Martin became aware of the distant sounds of car horns voicing their disgruntlement with the snow. He expected school would be canceled today. Perhaps none of them would have to leave the house. They'd all have breakfast together. Mum, Dad, Nick and he. He'd like that. Then he would sleep. Oh, how he would sleep. He thought back over his night's work. Of course, he too would have to invent dialogue—he had little idea, for example, what Louise and Eduardo had talked about while he lay in the hut, counting lines of stars through the palm fronds in a hopeless attempt to quell his desire. And much else of what he knew had come second hand. Nor could he swear to the island having sixty types of mango. But for the latter there was the library and for the former, well, invention was the greater part of the novelist's task. For it had dawned on him, sometime in the night, that writing a novel could be the best way to tell his story, while keeping his promise to Louise.

He would have to change the names, of course, but behind the names, he could do something to honor the living and the dead; to arrive at a kind of truth, where Louise could lie in Eduardo's arms again and Rafael know that his words were answered.

“They will be born and they will die again and be born again. They will never stop being born, because death is a lie.”

[POSTSCRIPT]

The woman in the yellow jumpsuit stood in the center of the small exercise yard, turned her face to the sun, and rolled her head five times one way, five times another.

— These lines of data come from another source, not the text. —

//! Inbound message handling: the response side of the broker protocol.
//!
//! Consumes one posted message from the broker frame, correlates it to the
//! action that caused it, mutates token storage and user state exactly once
//! per outcome and forwards the message to the callback registry. Origin
//! filtering happens in the caller ([`crate::client::SsoClient::on_window_message`]),
//! not here.

use crate::actions::authorize_action;
use crate::browser::Environment;
use crate::client::Session;
use crate::constants::{QS_AUTH_CODE, QS_STATE};
use crate::models::{ResponseMessage, Tokens};
use crate::utils::callbacks::make_callbacks;
use crate::utils::url::{query_param, remove_query_param};

/// Handle one message posted by the SSO identity broker.
pub fn handle_message(payload: serde_json::Value, session: &mut Session, env: &Environment) {
    log::debug!("message received: {payload}");

    // not part of the protocol at all: drop without noise
    if payload.get("response").is_none() {
        return;
    }

    let mut message: ResponseMessage = match serde_json::from_value(payload) {
        Ok(message) => message,
        Err(err) => {
            log::debug!("invalid message response received: {err}");
            return;
        }
    };

    if let Some(user) = message.user().cloned() {
        session.state.set_user(user);
    }

    // The client state was encoded outbound by this client and the broker
    // passes it back untouched. A value on the query string means we arrived
    // here via redirect and it wins over the one embedded in the response.
    let qs_state = query_param(&env.browser.current_url(), QS_STATE);
    let effective_client_state = qs_state
        .clone()
        .or_else(|| message.client_state().map(ToOwned::to_owned));
    if qs_state.is_some() {
        message.set_client_state(qs_state);
    }

    match &message {
        ResponseMessage::Initialized(details) => {
            make_callbacks(
                details.id.as_deref().unwrap_or_default(),
                &mut session.config.callbacks,
                &message,
            );
        }
        ResponseMessage::CheckAuthentication(details)
        | ResponseMessage::RedeemCode(details)
        | ResponseMessage::RefreshTokens(details) => {
            if details.success && details.is_authenticated.unwrap_or(false) {
                if let Some(authentication) = details.authentication.as_ref() {
                    handle_authentication_updated(authentication, session, env);
                }
            }
            make_callbacks(
                details.id.as_deref().unwrap_or_default(),
                &mut session.config.callbacks,
                &message,
            );
        }
        ResponseMessage::Logout(details) => {
            if details.success {
                session.state.clear_authentication();
            }
            make_callbacks(
                details.id.as_deref().unwrap_or_default(),
                &mut session.config.callbacks,
                &message,
            );
        }
        ResponseMessage::RedirectToLogin(_) => {
            if let Err(err) = authorize_action(session, env, effective_client_state) {
                log::error!("redirect to login failed: {err}");
            }
        }
    }
}

/// Persist a fresh authentication and clean the consumed query parameters off
/// the visible URL.
///
/// The code/state parameters are stripped first (history replace, only when
/// the URL actually changed); tokens are written only when an access token is
/// present.
fn handle_authentication_updated(authentication: &Tokens, session: &mut Session, env: &Environment) {
    remove_processed_params(env);

    if authentication.access_token.is_none() {
        return;
    }
    session.state.token_store().set(authentication);
}

fn remove_processed_params(env: &Environment) {
    let current = env.browser.current_url();
    let url = remove_query_param(&current, QS_AUTH_CODE);
    let url = remove_query_param(&url, QS_STATE);
    if url != current {
        env.browser.replace_url(&url);
    }
}
//! Inbound broker responses.
//!
//! Responses arrive as `{response, details}` where `details` depends on the
//! response kind. The kinds are a closed tagged union so the dispatch switch
//! in [`crate::handler`] matches exhaustively; a payload whose `response`
//! value names no known kind fails typed decoding and is logged and ignored
//! at that boundary.

use crate::models::{Tokens, User};
use serde::{Deserialize, Serialize};

/// One inbound message from the broker frame
#[derive(Serialize, Deserialize, Debug, Clone, PartialEq)]
#[serde(tag = "response", content = "details")]
pub enum ResponseMessage {
    /// The broker acknowledged the `initialize` handshake
    #[serde(rename = "initialized")]
    Initialized(ResponseDetails),

    /// Outcome of a `checkAuthentication` request
    #[serde(rename = "checkAuthentication")]
    CheckAuthentication(AuthenticationResponseDetails),

    /// Outcome of a `redeemCode` exchange
    #[serde(rename = "redeemCode")]
    RedeemCode(AuthenticationResponseDetails),

    /// Outcome of a `refreshTokens` renewal
    #[serde(rename = "refreshTokens")]
    RefreshTokens(AuthenticationResponseDetails),

    /// Outcome of a `logout` request
    #[serde(rename = "logout")]
    Logout(ResponseDetails),

    /// The broker wants this client to start the login redirect flow
    #[serde(rename = "redirectToLogin")]
    RedirectToLogin(RedirectResponseDetails),
}

impl ResponseMessage {
    /// Wire name of the response kind
    #[must_use]
    pub fn kind(&self) -> &'static str {
        match self {
            Self::Initialized(_) => "initialized",
            Self::CheckAuthentication(_) => "checkAuthentication",
            Self::RedeemCode(_) => "redeemCode",
            Self::RefreshTokens(_) => "refreshTokens",
            Self::Logout(_) => "logout",
            Self::RedirectToLogin(_) => "redirectToLogin",
        }
    }

    /// Correlation id of the action that caused this response, when present
    #[must_use]
    pub fn details_id(&self) -> Option<&str> {
        match self {
            Self::Initialized(d) | Self::Logout(d) => d.id.as_deref(),
            Self::CheckAuthentication(d) | Self::RedeemCode(d) | Self::RefreshTokens(d) => {
                d.id.as_deref()
            }
            Self::RedirectToLogin(d) => d.id.as_deref(),
        }
    }

    /// The encoded client state carried by this response, when present
    #[must_use]
    pub fn client_state(&self) -> Option<&str> {
        match self {
            Self::Initialized(d) | Self::Logout(d) => d.client_state.as_deref(),
            Self::CheckAuthentication(d) | Self::RedeemCode(d) | Self::RefreshTokens(d) => {
                d.client_state.as_deref()
            }
            Self::RedirectToLogin(d) => d.client_state.as_deref(),
        }
    }

    /// Replace the encoded client state carried by this response
    pub fn set_client_state(&mut self, client_state: Option<String>) {
        match self {
            Self::Initialized(d) | Self::Logout(d) => d.client_state = client_state,
            Self::CheckAuthentication(d) | Self::RedeemCode(d) | Self::RefreshTokens(d) => {
                d.client_state = client_state;
            }
            Self::RedirectToLogin(d) => d.client_state = client_state,
        }
    }

    /// The user carried by this response, when the kind can carry one
    #[must_use]
    pub fn user(&self) -> Option<&User> {
        match self {
            Self::CheckAuthentication(d) | Self::RedeemCode(d) | Self::RefreshTokens(d) => {
                d.user.as_ref()
            }
            _ => None,
        }
    }
}

/// Details carried by `initialized` and `logout` responses
#[derive(Serialize, Deserialize, Debug, Clone, Default, PartialEq, Eq)]
#[serde(rename_all = "camelCase")]
pub struct ResponseDetails {
    /// The action id that initiated this response
    #[serde(skip_serializing_if = "Option::is_none")]
    pub id: Option<String>,

    /// Whether the call succeeded
    pub success: bool,

    /// Encoded client state, round-tripped unchanged
    #[serde(skip_serializing_if = "Option::is_none")]
    pub client_state: Option<String>,

    /// Error reported by the broker, when the call failed
    #[serde(skip_serializing_if = "Option::is_none")]
    pub error: Option<String>,
}

/// Details carried by authentication-bearing responses
/// (`checkAuthentication`, `redeemCode`, `refreshTokens`)
#[derive(Serialize, Deserialize, Debug, Clone, Default, PartialEq)]
#[serde(rename_all = "camelCase")]
pub struct AuthenticationResponseDetails {
    /// The action id that initiated this response
    #[serde(skip_serializing_if = "Option::is_none")]
    pub id: Option<String>,

    /// Whether the call succeeded
    pub success: bool,

    /// Whether the user holds a valid authentication
    #[serde(skip_serializing_if = "Option::is_none")]
    pub is_authenticated: Option<bool>,

    /// The user's tokens, when authenticated
    #[serde(skip_serializing_if = "Option::is_none")]
    pub authentication: Option<Tokens>,

    /// The user, when authenticated
    #[serde(skip_serializing_if = "Option::is_none")]
    pub user: Option<User>,

    /// Encoded client state, round-tripped unchanged
    #[serde(skip_serializing_if = "Option::is_none")]
    pub client_state: Option<String>,

    /// Error reported by the broker, when the call failed
    #[serde(skip_serializing_if = "Option::is_none")]
    pub error: Option<String>,
}

/// Details carried by a `redirectToLogin` instruction
#[derive(Serialize, Deserialize, Debug, Clone, Default, PartialEq, Eq)]
#[serde(rename_all = "camelCase")]
pub struct RedirectResponseDetails {
    /// The action id that initiated this response
    #[serde(skip_serializing_if = "Option::is_none")]
    pub id: Option<String>,

    /// Whether the call succeeded, when the broker reports it
    #[serde(skip_serializing_if = "Option::is_none")]
    pub success: Option<bool>,

    /// Encoded client state to carry into the redirect flow
    #[serde(skip_serializing_if = "Option::is_none")]
    pub client_state: Option<String>,
}

#[cfg(test)]
mod tests {
    use super::*;
    use serde_json::json;

    #[test]
    fn decodes_a_check_authentication_response() {
        let message: ResponseMessage = serde_json::from_value(json!({
            "response": "checkAuthentication",
            "details": {
                "id": "action:checkAuthentication-7",
                "success": true,
                "isAuthenticated": true,
                "authentication": {"accessToken": "a", "idToken": "i", "refreshToken": "r"},
                "user": {"email": "a@b.c"}
            }
        }))
        .unwrap();
        assert_eq!(message.kind(), "checkAuthentication");
        assert_eq!(message.details_id(), Some("action:checkAuthentication-7"));
        let ResponseMessage::CheckAuthentication(details) = &message else {
            panic!("wrong variant");
        };
        assert!(details.success);
        assert_eq!(details.is_authenticated, Some(true));
        assert_eq!(
            details.authentication.as_ref().unwrap().access_token.as_deref(),
            Some("a")
        );
    }

    #[test]
    fn unknown_response_kind_fails_typed_decoding() {
        let result: Result<ResponseMessage, _> = serde_json::from_value(json!({
            "response": "somethingElse",
            "details": {"success": true}
        }));
        assert!(result.is_err());
    }

    #[test]
    fn client_state_can_be_replaced_on_any_kind() {
        let mut message: ResponseMessage = serde_json::from_value(json!({
            "response": "redirectToLogin",
            "details": {"clientState": "b2xk"}
        }))
        .unwrap();
        assert_eq!(message.client_state(), Some("b2xk"));
        message.set_client_state(Some("bmV3".to_owned()));
        assert_eq!(message.client_state(), Some("bmV3"));
    }

    #[test]
    fn logout_response_round_trips() {
        let message = ResponseMessage::Logout(ResponseDetails {
            id: Some("action:logout-9".into()),
            success: true,
            ..ResponseDetails::default()
        });
        let value = serde_json::to_value(&message).unwrap();
        assert_eq!(value["response"], "logout");
        assert_eq!(value["details"]["success"], true);
        let back: ResponseMessage = serde_json::from_value(value).unwrap();
        assert_eq!(back, message);
    }
}
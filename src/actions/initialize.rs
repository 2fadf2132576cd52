//! The `initialize` handshake.

use crate::client::Session;
use crate::error::SsoError;
use crate::models::{ActionDetails, ActionPayload};

/// Post the initialization handshake to the broker frame.
///
/// As a side effect, performs one eager token-store read so expired entries
/// are evicted before any authentication flow begins.
///
/// # Errors
///
/// Returns [`SsoError::MissingBrokerFrame`] when no frame is registered.
pub fn initialize_action(id: &str, session: &Session) -> Result<(), SsoError> {
    super::post_to_broker(
        session,
        ActionPayload::Initialize(ActionDetails {
            id: id.to_owned(),
            client_state: None,
        }),
    )?;

    let _ = session.state.authentication();
    Ok(())
}
//! Testing utilities: mock host environments and pre-built fixtures.
//!
//! Available to unit tests and, behind the `testing` feature, to integration
//! tests and downstream consumers that want to exercise the bridge without a
//! real browser.
//!
//! - [`mock`] - mock implementations of the host seams
//! - [`fixtures`] - pre-built tokens, responses and wired-up clients

pub mod fixtures;
pub mod mock;

pub use fixtures::TestFixtures;
pub use mock::{MockBrokerFrame, MockBrowser};

/// Common test constants
pub mod constants {
    /// Default broker URL used by fixtures
    pub const TEST_SSO_URL: &str = "https://sso.example.com";

    /// Default client id used by fixtures
    pub const TEST_CLIENT_ID: &str = "test-client";

    /// Default redirect URI used by fixtures
    pub const TEST_REDIRECT_URI: &str = "https://app.example.com/";

    /// Default page URL used by fixtures
    pub const TEST_PAGE_URL: &str = "https://app.example.com/dashboard";
}
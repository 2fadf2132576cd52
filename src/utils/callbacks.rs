//! Correlation-id minting and the response-callback registry.
//!
//! Two id classes share one registry: temporary ids (auto-generated, prefixed
//! with `action:`, single-use, removed after their one matching invocation)
//! and permanent ids (caller-supplied, invoked on every dispatched response —
//! permanent entries act as global listeners by design).

use crate::models::ResponseMessage;
use chrono::Utc;
use std::collections::HashMap;
use std::panic::{catch_unwind, AssertUnwindSafe};

/// Prefix marking auto-generated, single-use callback ids
pub const ACTION_CALLBACK_PREFIX: &str = "action:";

/// A registered response handler
pub type ResponseCallback = Box<dyn FnMut(&ResponseMessage) + Send>;

/// Registry of response handlers keyed by callback id
pub type FunctionCallbacks = HashMap<String, ResponseCallback>;

/// Mint a temporary callback id for an action
#[must_use]
pub fn create_callback_id(action: &str) -> String {
    format!(
        "{ACTION_CALLBACK_PREFIX}{action}-{}",
        Utc::now().timestamp_millis()
    )
}

/// True when the id names a temporary, single-use callback
#[must_use]
pub fn is_temporary_callback(id: &str) -> bool {
    id.starts_with(ACTION_CALLBACK_PREFIX)
}

/// Deliver `message` to every matching entry in the registry.
///
/// Temporary entries fire only when their id equals `action_id` and are
/// removed afterwards — removal happens even when the handler panics, so a
/// broken handler cannot wedge its registration. Permanent entries fire on
/// every dispatch. A panicking handler is caught and logged and never
/// prevents sibling handlers from running.
pub fn make_callbacks(action_id: &str, callbacks: &mut FunctionCallbacks, message: &ResponseMessage) {
    let ids: Vec<String> = callbacks.keys().cloned().collect();
    for id in ids {
        let temporary = is_temporary_callback(&id);
        if temporary && id != action_id {
            continue;
        }
        if let Some(callback) = callbacks.get_mut(&id) {
            if catch_unwind(AssertUnwindSafe(|| callback(message))).is_err() {
                log::warn!("failed to call callback w/id: {id}");
            }
        }
        if temporary {
            callbacks.remove(&id);
            log::debug!("unregistered callback: {id}");
        }
    }
}

#[cfg(test)]
mod tests {
    use super::*;
    use crate::models::response::ResponseDetails;
    use std::sync::atomic::{AtomicUsize, Ordering};
    use std::sync::Arc;

    fn message() -> ResponseMessage {
        ResponseMessage::Initialized(ResponseDetails {
            id: Some("action:initialize-1".into()),
            success: true,
            ..ResponseDetails::default()
        })
    }

    fn counting(counter: &Arc<AtomicUsize>) -> ResponseCallback {
        let counter = Arc::clone(counter);
        Box::new(move |_| {
            counter.fetch_add(1, Ordering::SeqCst);
        })
    }

    #[test]
    fn ids_carry_the_temporary_prefix() {
        let id = create_callback_id("checkAuthentication");
        assert!(id.starts_with("action:checkAuthentication-"));
        assert!(is_temporary_callback(&id));
        assert!(!is_temporary_callback("app-listener"));
    }

    #[test]
    fn temporary_callbacks_fire_once_and_only_on_their_id() {
        let counter = Arc::new(AtomicUsize::new(0));
        let mut callbacks = FunctionCallbacks::new();
        callbacks.insert("action:initialize-1".to_owned(), counting(&counter));

        make_callbacks("action:other-2", &mut callbacks, &message());
        assert_eq!(counter.load(Ordering::SeqCst), 0);
        assert_eq!(callbacks.len(), 1, "non-matching dispatch must not remove");

        make_callbacks("action:initialize-1", &mut callbacks, &message());
        assert_eq!(counter.load(Ordering::SeqCst), 1);
        assert!(callbacks.is_empty(), "matching dispatch removes the entry");

        make_callbacks("action:initialize-1", &mut callbacks, &message());
        assert_eq!(counter.load(Ordering::SeqCst), 1);
    }

    #[test]
    fn permanent_callbacks_fire_on_every_dispatch() {
        let counter = Arc::new(AtomicUsize::new(0));
        let mut callbacks = FunctionCallbacks::new();
        callbacks.insert("app-listener".to_owned(), counting(&counter));

        make_callbacks("action:one-1", &mut callbacks, &message());
        make_callbacks("action:two-2", &mut callbacks, &message());
        assert_eq!(counter.load(Ordering::SeqCst), 2);
        assert_eq!(callbacks.len(), 1, "permanent entries are never removed");
    }

    #[test]
    fn a_panicking_handler_is_isolated_and_still_removed() {
        let counter = Arc::new(AtomicUsize::new(0));
        let mut callbacks = FunctionCallbacks::new();
        callbacks.insert(
            "action:broken-1".to_owned(),
            Box::new(|_| panic!("handler failure")),
        );
        callbacks.insert("app-listener".to_owned(), counting(&counter));

        make_callbacks("action:broken-1", &mut callbacks, &message());

        assert_eq!(counter.load(Ordering::SeqCst), 1, "sibling still runs");
        assert!(!callbacks.contains_key("action:broken-1"), "removed despite panic");
    }
}
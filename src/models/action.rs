//! Outbound action messages.
//!
//! Every high-level operation becomes one `Action` posted to the broker
//! frame: `{clientId, action, details}`. The `details` record is a tagged
//! variant keyed by the action kind, so each action declares exactly the
//! fields it carries. Every action except `initialize` that expects a reply
//! carries a unique correlation id in `details.id`.

use crate::models::Tokens;
use serde::{Deserialize, Serialize};

/// One outbound message to the broker frame
#[derive(Serialize, Deserialize, Debug, Clone, PartialEq, Eq)]
#[serde(rename_all = "camelCase")]
pub struct Action {
    /// The client id registered with the broker
    pub client_id: String,

    /// The action kind and its details
    #[serde(flatten)]
    pub payload: ActionPayload,
}

impl Action {
    /// Build an action for the given client
    #[must_use]
    pub fn new(client_id: impl Into<String>, payload: ActionPayload) -> Self {
        Self {
            client_id: client_id.into(),
            payload,
        }
    }

    /// Wire name of the action kind
    #[must_use]
    pub fn kind(&self) -> &'static str {
        match self.payload {
            ActionPayload::Initialize(_) => "initialize",
            ActionPayload::CheckAuthentication(_) => "checkAuthentication",
            ActionPayload::Logout(_) => "logout",
            ActionPayload::RedeemCode(_) => "redeemCode",
            ActionPayload::RefreshTokens(_) => "refreshTokens",
        }
    }
}

/// Action kind plus its kind-specific details
#[derive(Serialize, Deserialize, Debug, Clone, PartialEq, Eq)]
#[serde(tag = "action", content = "details")]
pub enum ActionPayload {
    /// Handshake sent once the broker frame has loaded
    #[serde(rename = "initialize")]
    Initialize(ActionDetails),

    /// Verify the current tokens with the broker
    #[serde(rename = "checkAuthentication")]
    CheckAuthentication(AuthenticationActionDetails),

    /// Server-side logout
    #[serde(rename = "logout")]
    Logout(LogoutActionDetails),

    /// Exchange an authorization code for tokens
    #[serde(rename = "redeemCode")]
    RedeemCode(RedeemCodeActionDetails),

    /// Silent token renewal
    #[serde(rename = "refreshTokens")]
    RefreshTokens(RefreshTokensActionDetails),
}

/// Details common to actions that carry nothing but a correlation id
#[derive(Serialize, Deserialize, Debug, Clone, Default, PartialEq, Eq)]
#[serde(rename_all = "camelCase")]
pub struct ActionDetails {
    /// Correlation id threading the request to its response
    pub id: String,

    /// Encoded client state returned untouched with the response
    #[serde(skip_serializing_if = "Option::is_none")]
    pub client_state: Option<String>,
}

/// Details for `checkAuthentication`
#[derive(Serialize, Deserialize, Debug, Clone, PartialEq, Eq)]
#[serde(rename_all = "camelCase")]
pub struct AuthenticationActionDetails {
    /// Correlation id threading the request to its response
    pub id: String,

    /// Redirect to the login page when the broker finds the user unauthenticated
    pub redirect_unauthenticated: bool,

    /// Where the broker should send the user back after a redirect
    pub redirection_return_url: String,

    /// The tokens currently held by this client
    pub authentication: Tokens,

    /// The registered redirect URI for this client
    pub redirect_uri: String,

    /// Encoded client state returned untouched with the response
    #[serde(skip_serializing_if = "Option::is_none")]
    pub client_state: Option<String>,
}

/// Details for `logout`
#[derive(Serialize, Deserialize, Debug, Clone, PartialEq, Eq)]
#[serde(rename_all = "camelCase")]
pub struct LogoutActionDetails {
    /// Correlation id threading the request to its response
    pub id: String,

    /// Redirect to the login page once logged out
    pub redirect_unauthenticated: bool,

    /// The registered redirect URI for this client
    pub redirect_uri: String,

    /// Encoded client state returned untouched with the response
    #[serde(skip_serializing_if = "Option::is_none")]
    pub client_state: Option<String>,

    /// Log out of just the client app, leaving the SSO session alive
    pub client_only_logout: bool,
}

/// Details for `redeemCode`
#[derive(Serialize, Deserialize, Debug, Clone, PartialEq, Eq)]
#[serde(rename_all = "camelCase")]
pub struct RedeemCodeActionDetails {
    /// Correlation id threading the request to its response
    pub id: String,

    /// The authorization code to exchange
    pub code: String,

    /// The PKCE verifier persisted when the flow was initiated, if still valid
    #[serde(skip_serializing_if = "Option::is_none")]
    pub code_verifier: Option<String>,

    /// The registered redirect URI for this client
    pub redirect_uri: String,

    /// The client id registered with the broker
    pub client_id: String,

    /// Encoded client state returned untouched with the response
    #[serde(skip_serializing_if = "Option::is_none")]
    pub client_state: Option<String>,
}

/// Details for `refreshTokens`
#[derive(Serialize, Deserialize, Debug, Clone, Default, PartialEq, Eq)]
#[serde(rename_all = "camelCase")]
pub struct RefreshTokensActionDetails {
    /// Correlation id threading the request to its response
    pub id: String,

    /// The tokens currently held by this client
    #[serde(skip_serializing_if = "Option::is_none")]
    pub authentication: Option<Tokens>,

    /// Encoded client state returned untouched with the response
    #[serde(skip_serializing_if = "Option::is_none")]
    pub client_state: Option<String>,
}

#[cfg(test)]
mod tests {
    use super::*;
    use serde_json::json;

    #[test]
    fn initialize_wire_shape() {
        let action = Action::new(
            "client-1",
            ActionPayload::Initialize(ActionDetails {
                id: "action:initialize-1".into(),
                client_state: None,
            }),
        );
        assert_eq!(
            serde_json::to_value(&action).unwrap(),
            json!({
                "clientId": "client-1",
                "action": "initialize",
                "details": {"id": "action:initialize-1"}
            })
        );
    }

    #[test]
    fn redeem_code_wire_shape() {
        let action = Action::new(
            "client-1",
            ActionPayload::RedeemCode(RedeemCodeActionDetails {
                id: "action:redeemCode-2".into(),
                code: "1234".into(),
                code_verifier: Some("verifier".into()),
                redirect_uri: "https://app.example.com".into(),
                client_id: "client-1".into(),
                client_state: None,
            }),
        );
        let value = serde_json::to_value(&action).unwrap();
        assert_eq!(value["action"], "redeemCode");
        assert_eq!(value["details"]["code"], "1234");
        assert_eq!(value["details"]["codeVerifier"], "verifier");
        assert_eq!(value["details"]["clientId"], "client-1");
        assert_eq!(action.kind(), "redeemCode");
    }

    #[test]
    fn check_authentication_carries_current_tokens() {
        let action = Action::new(
            "client-1",
            ActionPayload::CheckAuthentication(AuthenticationActionDetails {
                id: "action:checkAuthentication-3".into(),
                redirect_unauthenticated: true,
                redirection_return_url: "https://sso.example.com".into(),
                authentication: Tokens::new(Some("a".into()), Some("i".into()), Some("r".into())),
                redirect_uri: "https://app.example.com".into(),
                client_state: Some("ZW5jb2RlZA==".into()),
            }),
        );
        let value = serde_json::to_value(&action).unwrap();
        assert_eq!(value["details"]["redirectUnauthenticated"], true);
        assert_eq!(value["details"]["authentication"]["accessToken"], "a");
        assert_eq!(value["details"]["clientState"], "ZW5jb2RlZA==");
    }
}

The jumpsuit made her seem larger than she was, for inside its bulk she was slim and sinewy and, for all her privations, still powerful. Though flecks of gray had spread through her black hair, when she brought her head level again, her eyes—fierce, brown—burned through the mesh of wires that surrounded her and fixed on the blue open sea. Out there, they could not catch her, could not hold her. Out there, there were a million whispers, not one of which could they isolate and catch a clear sense of.

Of course they'd tried.

On and off for a year now she'd been held in freezing cages, airless cells, at times manacled and blindfolded, been bombarded by deafening music, denied sleep, threatened with snarling dogs. “Oh yes,
señora,
” Mason had said, “I think we'll find somewhere better than El Castillo for you—you and all your kind.” She'd lost count of the number of times she'd been interrogated by government officials or Americans with bad Spanish about her links with political subversives or terrorists. She had endured it all and been brought again, once each episode was over, into this small yard, alone, to gaze on the perfect sea.